[Start of Attachment]

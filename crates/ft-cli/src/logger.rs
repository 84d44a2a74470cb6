use crate::error::{CliError, Result as CliErrorResult};

use std::fmt::{Arguments, Display};
use std::path::PathBuf;
use std::time::SystemTime;

use fern::Dispatch;
use fern::colors::{Color, ColoredLevelConfig};
use log::{LevelFilter, Record, debug};

/// Initialize logger with fern
///
/// Log lines go to stderr (or a file) so stdout carries only command output.
/// The file sink always records `[file:line]`; the console only does so at
/// debug level and below.
///
/// # Arguments
/// * `log_level` - Log level filter
/// * `log_file` - Optional path to log file. None = stderr, Some = file output
/// * `colored` - Enable colored output (ignored when logging to file)
pub fn initialize(
    log_level: ft_config::LogLevel,
    log_file: Option<PathBuf>,
    colored: bool,
) -> CliErrorResult<()> {
    let level_filter = log_level.0;
    let console_location = shows_source_location(level_filter);

    let base_dispatch = Dispatch::new().level(level_filter);

    let dispatch = if let Some(ref log_path) = log_file {
        let file = std::fs::OpenOptions::new()
            .create(true)
            .append(true)
            .open(log_path)
            .map_err(|e| CliError::Logger {
                message: format!("Failed to open log file {}: {}", log_path.display(), e),
            })?;

        Dispatch::new()
            .format(|out, message, record| {
                let date = humantime::format_rfc3339(SystemTime::now());
                out.finish(format_args!(
                    "{}",
                    format_line(date, record.level(), message, source_location(record))
                ))
            })
            .chain(file)
    } else if colored {
        let colors = ColoredLevelConfig::new()
            .trace(Color::Magenta)
            .debug(Color::Blue)
            .info(Color::Green)
            .warn(Color::Yellow)
            .error(Color::Red);

        Dispatch::new()
            .format(move |out, message, record| {
                let date = humantime::format_rfc3339_seconds(SystemTime::now());
                let location = console_location.then(|| source_location(record)).flatten();
                out.finish(format_args!(
                    "{}",
                    format_line(date, colors.color(record.level()), message, location)
                ))
            })
            .chain(std::io::stderr())
    } else {
        Dispatch::new()
            .format(move |out, message, record| {
                let date = humantime::format_rfc3339_seconds(SystemTime::now());
                let location = console_location.then(|| source_location(record)).flatten();
                out.finish(format_args!(
                    "{}",
                    format_line(date, record.level(), message, location)
                ))
            })
            .chain(std::io::stderr())
    };

    base_dispatch
        .chain(dispatch)
        .apply()
        .map_err(|e| CliError::Logger {
            message: format!("Failed to initialize logger: {e}"),
        })?;

    match log_file {
        Some(ref path) => debug!(
            "Logger initialized: level={:?}, file={}",
            level_filter,
            path.display()
        ),
        None => debug!("Logger initialized: level={:?}, stderr", level_filter),
    }

    Ok(())
}

/// `[date - level] message`, followed by `[file:line]` when a location is given.
pub(crate) fn format_line(
    date: impl Display,
    level: impl Display,
    message: &Arguments<'_>,
    location: Option<(&str, u32)>,
) -> String {
    match location {
        Some((file, line)) => format!("[{date} - {level}] {message} [{file}:{line}]"),
        None => format!("[{date} - {level}] {message}"),
    }
}

/// Console lines carry the source location only when debugging.
pub(crate) fn shows_source_location(level: LevelFilter) -> bool {
    level >= LevelFilter::Debug
}

fn source_location<'a>(record: &'a Record<'_>) -> Option<(&'a str, u32)> {
    Some((record.file().unwrap_or("unknown"), record.line().unwrap_or(0)))
}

[End of Attachment]

■ TO DO ■
Copy each record from above without leaving any out.

■ COMPLETED EXERCISE ■
filename crates/ft-cli/src/logger.rs
repository 84d44a2a74470cb6
use crate::error::{CliError, Result as CliErrorResult};

use std::fmt::{Arguments, Display};
use std::path::PathBuf;
use std::time::SystemTime;

use fern::Dispatch;
use fern::colors::{Color, ColoredLevelConfig};
use log::{LevelFilter, Record, debug};

/// Initialize logger with fern
///
/// Log lines go to stderr (or a file) so stdout carries only command output.
/// The file sink always records `[file:line]`; the console only does so at
/// debug level and below.
///
/// # Arguments
/// * `log_level` - Log level filter
/// * `log_file` - Optional path to log file. None = stderr, Some = file output
/// * `colored` - Enable colored output (ignored when logging to file)
pub fn initialize(
    log_level: ft_config::LogLevel,
    log_file: Option<PathBuf>,
    colored: bool,
) -> CliErrorResult<()> {
    let level_filter = log_level.0;
    let console_location = shows_source_location(level_filter);

    let base_dispatch = Dispatch::new().level(level_filter);

    let dispatch = if let Some(ref log_path) = log_file {
        let file = std::fs::OpenOptions::new()
            .create(true)
            .append(true)
            .open(log_path)
            .map_err(|e| CliError::Logger {
                message: format!("Failed to open log file {}: {}", log_path.display(), e),
            })?;

        Dispatch::new()
            .format(|out, message, record| {
                let date = humantime::format_rfc3339(SystemTime::now());
                out.finish(format_args!(
                    "{}",
                    format_line(date, record.level(), message, source_location(record))
                ))
            })
            .chain(file)
    } else if colored {
        let colors = ColoredLevelConfig::new()
            .trace(Color::Magenta)
            .debug(Color::Blue)
            .info(Color::Green)
            .warn(Color::Yellow)
            .error(Color::Red);

        Dispatch::new()
            .format(move |out, message, record| {
                let date = humantime::format_rfc3339_seconds(SystemTime::now());
                let location = console_location.then(|| source_location(record)).flatten();
                out.finish(format_args!(
                    "{}",
                    format_line(date, colors.color(record.level()), message, location)
                ))
            })
            .chain(std::io::stderr())
    } else {
        Dispatch::new()
            .format(move |out, message, record| {
                let date = humantime::format_rfc3339_seconds(SystemTime::now());
                let location = console_location.then(|| source_location(record)).flatten();
                out.finish(format_args!(
                    "{}",
                    format_line(date, record.level(), message, location)
                ))
            })
            .chain(std::io::stderr())
    };

    base_dispatch
        .chain(dispatch)
        .apply()
        .map_err(|e| CliError::Logger {
            message: format!("Failed to initialize logger: {e}"),
        })?;

    match log_file {
        Some(ref path) => debug!(
            "Logger initialized: level={:?}, file={}",
            level_filter,
            path.display()
        ),
        None => debug!("Logger initialized: level={:?}, stderr", level_filter),
    }

    Ok(())
}

/// `[date - level] message`, followed by `[file:line]` when a location is given.
pub(crate) fn format_line(
    date: impl Display,
    level: impl Display,
    message: &Arguments<'_>,
    location: Option<(&str, u32)>,
) -> String {
    match location {
        Some((file, line)) => format!("[{date} - {level}] {message} [{file}:{line}]"),
        None => format!("[{date} - {level}] {message}"),
    }
}

/// Console lines carry the source location only when debugging.
pub(crate) fn shows_source_location(level: LevelFilter) -> bool {
    level >= LevelFilter::Debug
}

fn source_location<'a>(record: &'a Record<'_>) -> Option<(&'a str, u32)> {
    Some((record.file().unwrap_or("unknown"), record.line().unwrap_or(0)))
}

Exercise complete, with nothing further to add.